What is less obvious is that triggers often have triggers, and those triggers have triggers.  Take the loneliness.  It might occur at the same time each night.  That time on the clock can be considered a trigger.  Maybe it happens after you catch up on social media.  People very often feel lonely after they look at old friends and loved ones seeming to have a lot of fun and bonding while you're alone.  It may not be a direct trigger that makes you immediately go to porn, but one that sort of fertilizes the soil and gets you ready.  Heck, maybe there's a truly wholesome TV show you're watching on Netflix right now that makes you feel lonely because a character reminds you of someone you loved.  It can be the least pornographic thing in the world, but that could turn out to be a trigger. 

The only way to know this stuff is to retrace your steps.  Ultimately you'll trace yourself back to something that used to seem harmless.  The more you trace yourself backwards, the weaker the enemy.  Think of it like a video game: you wander into an advanced area, you haven't leveled up enough, and the enemies destroy you.  You try again, they keep destroying you.  So, what do you do?  You find weaker enemies and level up.  The stronger ones might still be too tough, so you find some that are a bit stronger and keep at it.  You can probably alter some basic stressors more easily than you can deal with the biggest triggers.

Another analogy: when we're in that moment right before we relapse, we're in full on zombie mode.  The triggers and auto pilot have taken over.  Move backwards, and you're still a zombie, but have some control.  Back up some more, and it is more of a hankering than a full on pounding heart ready to relapse.  Keep moving back, and you'll find a point where you can say "no, this is not what I want to do right now".  Trying to wait until that last minute is too much white knuckling.

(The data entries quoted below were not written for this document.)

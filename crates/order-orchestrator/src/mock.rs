//! # Mock Collaborators
//!
//! [`MockOrderQueries`] and [`MockMessageBus`] stand in for the real query surface and bus.
//! Queue what each call should return, run a cycle, then inspect what happened.
//!
//! | | MockOrderQueries / MockMessageBus | InMemoryOrderQueries / InMemoryBus |
//! |---|---|---|
//! | **Error injection** | Easy (`return_err`) | Only `BusError::Closed` |
//! | **Call inspection** | `fetch_calls()`, `published()`, `attempts()` | Read the receiver |
//! | **Use case** | Cycle processor unit tests | End-to-end runs |
//!
//! Both mocks are cheap handles over shared state: clone one into a scope factory and keep
//! another to assert on.
//!
//! # Example
//! ```ignore
//! let queries = MockOrderQueries::new();
//! queries.expect_fetch().return_ok(Some(AuthorizedOrder::new(42, 7, [(101, 1)])));
//! let bus = MockMessageBus::new();
//! bus.expect_publish().return_err(BusError::Timeout);
//!
//! let job = OrderForwardingJob::new(mock_scopes(&queries, &bus), 1);
//! assert!(job.run_once().await.is_err());
//!
//! assert_eq!(bus.attempts().len(), 1);
//! queries.verify();
//! bus.verify();
//! ```

use crate::clients::{BusError, MessageBus, OrderQueries, QueryError};
use crate::error::OrchestratorError;
use crate::events::OrderAuthorizedEvent;
use crate::model::AuthorizedOrder;
use crate::scope::CycleScope;
use async_trait::async_trait;
use std::collections::VecDeque;
use std::sync::atomic::{AtomicUsize, Ordering};
use std::sync::{Arc, Mutex};

// =============================================================================
// QUERY MOCK
// =============================================================================

/// Scripted [`OrderQueries`]. Once its expectations run out it behaves like an empty store.
/// Requeued orders are recorded, not offered again.
#[derive(Clone, Default)]
pub struct MockOrderQueries {
    expectations: Arc<Mutex<VecDeque<Result<Option<AuthorizedOrder>, QueryError>>>>,
    calls: Arc<AtomicUsize>,
    requeued: Arc<Mutex<Vec<AuthorizedOrder>>>,
}

impl MockOrderQueries {
    pub fn new() -> Self {
        Self::default()
    }

    /// Expects a `fetch_next_authorized` call.
    pub fn expect_fetch(&self) -> FetchExpectationBuilder {
        FetchExpectationBuilder {
            expectations: self.expectations.clone(),
        }
    }

    pub fn fetch_calls(&self) -> usize {
        self.calls.load(Ordering::SeqCst)
    }

    /// Every order handed back through `requeue`, in call order.
    pub fn requeued(&self) -> Vec<AuthorizedOrder> {
        self.requeued.lock().unwrap().clone()
    }

    /// Panics if any queued expectation was never consumed.
    pub fn verify(&self) {
        let remaining = self.expectations.lock().unwrap().len();
        assert_eq!(remaining, 0, "{} fetch expectation(s) not met", remaining);
    }
}

#[async_trait]
impl OrderQueries for MockOrderQueries {
    async fn fetch_next_authorized(&self) -> Result<Option<AuthorizedOrder>, QueryError> {
        self.calls.fetch_add(1, Ordering::SeqCst);
        self.expectations
            .lock()
            .unwrap()
            .pop_front()
            .unwrap_or(Ok(None))
    }

    async fn requeue(&self, orders: Vec<AuthorizedOrder>) -> Result<(), QueryError> {
        self.requeued.lock().unwrap().extend(orders);
        Ok(())
    }
}

pub struct FetchExpectationBuilder {
    expectations: Arc<Mutex<VecDeque<Result<Option<AuthorizedOrder>, QueryError>>>>,
}

impl FetchExpectationBuilder {
    pub fn return_ok(self, order: Option<AuthorizedOrder>) {
        self.expectations.lock().unwrap().push_back(Ok(order));
    }

    pub fn return_err(self, error: QueryError) {
        self.expectations.lock().unwrap().push_back(Err(error));
    }
}

// =============================================================================
// BUS MOCK
// =============================================================================

/// Scripted [`MessageBus`]. Publishes without a queued expectation succeed.
#[derive(Clone, Default)]
pub struct MockMessageBus {
    expectations: Arc<Mutex<VecDeque<Result<(), BusError>>>>,
    attempts: Arc<Mutex<Vec<OrderAuthorizedEvent>>>,
    published: Arc<Mutex<Vec<OrderAuthorizedEvent>>>,
}

impl MockMessageBus {
    pub fn new() -> Self {
        Self::default()
    }

    /// Expects a `publish` call.
    pub fn expect_publish(&self) -> PublishExpectationBuilder {
        PublishExpectationBuilder {
            expectations: self.expectations.clone(),
        }
    }

    /// Every event handed to `publish`, accepted or not.
    pub fn attempts(&self) -> Vec<OrderAuthorizedEvent> {
        self.attempts.lock().unwrap().clone()
    }

    /// Events the mock accepted.
    pub fn published(&self) -> Vec<OrderAuthorizedEvent> {
        self.published.lock().unwrap().clone()
    }

    /// Panics if any queued expectation was never consumed.
    pub fn verify(&self) {
        let remaining = self.expectations.lock().unwrap().len();
        assert_eq!(remaining, 0, "{} publish expectation(s) not met", remaining);
    }
}

#[async_trait]
impl MessageBus for MockMessageBus {
    async fn publish(&self, event: OrderAuthorizedEvent) -> Result<(), BusError> {
        self.attempts.lock().unwrap().push(event.clone());
        let outcome = self
            .expectations
            .lock()
            .unwrap()
            .pop_front()
            .unwrap_or(Ok(()));
        if outcome.is_ok() {
            self.published.lock().unwrap().push(event);
        }
        outcome
    }
}

pub struct PublishExpectationBuilder {
    expectations: Arc<Mutex<VecDeque<Result<(), BusError>>>>,
}

impl PublishExpectationBuilder {
    pub fn return_ok(self) {
        self.expectations.lock().unwrap().push_back(Ok(()));
    }

    pub fn return_err(self, error: BusError) {
        self.expectations.lock().unwrap().push_back(Err(error));
    }
}

// =============================================================================
// SCOPE FACTORY
// =============================================================================

/// A scope factory handing every cycle clones of the given mocks.
pub fn mock_scopes(
    queries: &MockOrderQueries,
    bus: &MockMessageBus,
) -> impl Fn() -> Result<CycleScope, OrchestratorError> + Send + Sync + 'static {
    let queries = queries.clone();
    let bus = bus.clone();
    move || Ok(CycleScope::new(queries.clone(), bus.clone()))
}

An example from my own reboot: Loneliness was a huge trigger for me, too.  For several months, I could get through a work week just fine.  I was busy, I had a routine, I wasn't thinking about these things that bothered me.  Then Sunday hit.  I'd go to church in the mornings... I'd see happy couples, families, kids, people being with friends, and it sharpened all of those feelings.  Then I'd go home to spend the rest of my day alone.  I'd find things to do that I enjoyed, but it still gnawed at me.  Those were the hardest days.  If I took a deep breath and knew what I'd be going through emotionally before I left for church, that helped a lot.  Identifying it early makes a huge difference.  I also knew not to do things on those days that might lead to stewing or brooding.  It wasn't an over night change, but it did work.  I've been off of porn more than two and a half years, so I know it worked.  That was definitely the "final boss" of triggers in my addiction.

Some fetishes are super tricky.  Some are hard to be triggered by unless you seek them out, but some you can see in G rated areas.  Even then, there are ways to avoid it, and there are ways that we might be giving up control without consciously realizing it.  Someone with a foot fetish might always walk through the shoe section at Target on their way to the hardware section, even though it is a big detour.  They might not realize it until they stop to reflect on it.  Maybe someone is cutting shortcuts down a certain aisle at the grocery store because he spotted a muscular woman hanging out in the frozen food section, and his fetish is body building.  Consciously he's just trying to avoid the old ladies taking up space in the baking aisle or can't remember if he has enough frozen broccoli for the week, but unconsciously he's up to something else.  When he gets home, he's going to want to look up those sites even more.  A deep breath and saying "seeing that woman is a trigger" helps.

Last thought: the emotional triggers sometimes need some TLC on an emotional/psychological/spiritual level.  Sometimes that means seeking out therapy, but not necessarily.  Sometimes it is as simple as acknowledging it.  Extreme examples are physical or sexual abuse.  Varying levels of emotional abuse are pretty common.  But, we all have wounds, and addiction finds those wounds, infects them, and then presents itself as the salve to heal those wounds.  Getting a bit of TLC on those wounds can interrupt that cycle.